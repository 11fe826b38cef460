//! Show scoring: fifteens, pairs, runs, flush, and nobs.
//!
//! Every function returns points already multiplied by their per-occurrence
//! value, and none of them fail for any card set.

extern crate alloc;

use alloc::vec::Vec;

use crate::card::{Card, Rank};
use crate::hand::Hand;

/// Largest number of cards the bitmask subset walk supports.
const MAX_SUBSET_CARDS: usize = 16;

/// Per-rank card counts, indexed by raw rank value.
fn rank_counts(cards: &[Card]) -> [u8; 14] {
    let mut counts = [0u8; 14];
    for card in cards {
        let count = &mut counts[card.value() as usize];
        *count = count.saturating_add(1);
    }
    counts
}

/// Points for every subset of two or more cards whose capped values sum to 15.
///
/// Subsets are walked as bitmasks over at most the first 16 cards; any later
/// cards are not counted. A show set is 5 cards. The result saturates at
/// `u8::MAX`.
#[must_use]
pub fn score_fifteens(cards: &[Card]) -> u8 {
    let values: Vec<u8> = cards
        .iter()
        .take(MAX_SUBSET_CARDS)
        .map(|c| c.count_value())
        .collect();
    let n = values.len();

    let mut points: u8 = 0;
    for mask in 1u32..(1 << n) {
        if mask.count_ones() < 2 {
            continue;
        }
        let sum: u32 = values
            .iter()
            .enumerate()
            .filter(|(i, _)| mask & (1 << i) != 0)
            .map(|(_, &v)| u32::from(v))
            .sum();
        if sum == 15 {
            points = points.saturating_add(2);
        }
    }
    points
}

/// Points for pairs: a rank held `m` times scores `2 * C(m, 2)`.
#[must_use]
pub fn score_pairs(cards: &[Card]) -> u8 {
    rank_counts(cards)
        .iter()
        .fold(0u8, |points, &m| {
            points.saturating_add(m.saturating_mul(m.saturating_sub(1)))
        })
}

/// Points for the best run of three or more consecutive ranks.
///
/// Duplicated ranks inside the run multiply it (a double run of three scores 6).
/// Only the longest run length counts; shorter windows are tried only when no
/// longer window forms a run. The result saturates at `u8::MAX`.
#[must_use]
pub fn score_runs(cards: &[Card]) -> u8 {
    let counts = rank_counts(cards);
    let ranks: Vec<u8> = (1..=13u8).filter(|&r| counts[r as usize] > 0).collect();

    for length in (3..=ranks.len()).rev() {
        let best = ranks
            .windows(length)
            .filter(|window| window[length - 1] - window[0] == length as u8 - 1)
            .map(|window| {
                let multiplier = window
                    .iter()
                    .fold(1u32, |acc, &r| acc.saturating_mul(u32::from(counts[r as usize])));
                let points = multiplier.saturating_mul(length as u32);
                u8::try_from(points).unwrap_or(u8::MAX)
            })
            .max();
        if let Some(points) = best {
            return points;
        }
    }
    0
}

/// Points for a flush.
///
/// All hand cards (the cut excluded) must share a suit. A matching cut makes
/// it 5; otherwise 4 for a hand and nothing for a crib.
#[must_use]
pub fn score_flush(hand: &[Card], cut: Card, is_crib: bool) -> u8 {
    let Some(first) = hand.first() else {
        return 0;
    };
    if hand.iter().any(|c| c.suit != first.suit) {
        return 0;
    }

    if cut.suit == first.suit {
        5
    } else if is_crib {
        0
    } else {
        4
    }
}

/// One point for a Jack in hand matching the cut's suit.
#[must_use]
pub fn score_nobs(hand: &[Card], cut: Card) -> u8 {
    u8::from(
        hand.iter()
            .any(|c| c.rank == Rank::Jack && c.suit == cut.suit),
    )
}

/// Cut-independent estimate of what two crib cards are worth.
///
/// Counts only the sure points: 2 if their capped values make 15, 2 more if
/// they pair. Run, flush and nobs potential are ignored.
#[must_use]
pub const fn heuristic_discard_score(first: Card, second: Card) -> u8 {
    let mut points = 0;
    if first.count_value() + second.count_value() == 15 {
        points += 2;
    }
    if first.value() == second.value() {
        points += 2;
    }
    points
}

/// Points scored by a hand or crib at the show, by category.
///
/// Breakdowns add category by category, so a running tally over many shows
/// fits the same `u16` range as a player's total.
#[derive(Debug, Clone, Copy, Default, PartialEq, Eq, Hash)]
pub struct ScoreBreakdown {
    /// Points from fifteens (2 each).
    pub fifteens: u16,
    /// Points from pairs and multiples.
    pub pairs: u16,
    /// Points from runs.
    pub runs: u16,
    /// Points from a flush.
    pub flush: u16,
    /// Point for nobs.
    pub nobs: u16,
    /// Sum of all categories.
    pub total: u16,
}

impl ScoreBreakdown {
    /// Builds a breakdown and fills in the total.
    #[must_use]
    pub const fn new(fifteens: u16, pairs: u16, runs: u16, flush: u16, nobs: u16) -> Self {
        Self {
            fifteens,
            pairs,
            runs,
            flush,
            nobs,
            total: fifteens
                .saturating_add(pairs)
                .saturating_add(runs)
                .saturating_add(flush)
                .saturating_add(nobs),
        }
    }

    /// Number of distinct fifteens counted.
    #[must_use]
    pub const fn fifteen_count(&self) -> u16 {
        self.fifteens / 2
    }

    /// Number of pairs counted (a triple is three pairs).
    #[must_use]
    pub const fn pair_count(&self) -> u16 {
        self.pairs / 2
    }
}

impl core::ops::Add for ScoreBreakdown {
    type Output = Self;

    fn add(self, rhs: Self) -> Self {
        Self::new(
            self.fifteens.saturating_add(rhs.fifteens),
            self.pairs.saturating_add(rhs.pairs),
            self.runs.saturating_add(rhs.runs),
            self.flush.saturating_add(rhs.flush),
            self.nobs.saturating_add(rhs.nobs),
        )
    }
}

impl Hand {
    /// Scores the hand at the show against `cut`.
    ///
    /// Fifteens, pairs and runs use the hand plus the cut; flush and nobs look at
    /// the hand cards alone against the cut.
    #[must_use]
    pub fn score(&self, cut: Card, is_crib: bool) -> ScoreBreakdown {
        let mut all = self.cards().to_vec();
        all.push(cut);

        ScoreBreakdown::new(
            u16::from(score_fifteens(&all)),
            u16::from(score_pairs(&all)),
            u16::from(score_runs(&all)),
            u16::from(score_flush(self.cards(), cut, is_crib)),
            u16::from(score_nobs(self.cards(), cut)),
        )
    }

    /// Total points for the hand against `cut`.
    #[must_use]
    pub fn total(&self, cut: Card, is_crib: bool) -> u16 {
        self.score(cut, is_crib).total
    }
}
* * *
*Task prompt:* All lines from the top of the data through the line containing "use alloc::vec::Vec;" need to be retyped exactly, and nothing more.

*Completed exercise:*
repository 11fe826b38cef460
//! Show scoring: fifteens, pairs, runs, flush, and nobs.
//!
//! Every function returns points already multiplied by their per-occurrence
//! value, and none of them fail for any card set.

extern crate alloc;

use alloc::vec::Vec;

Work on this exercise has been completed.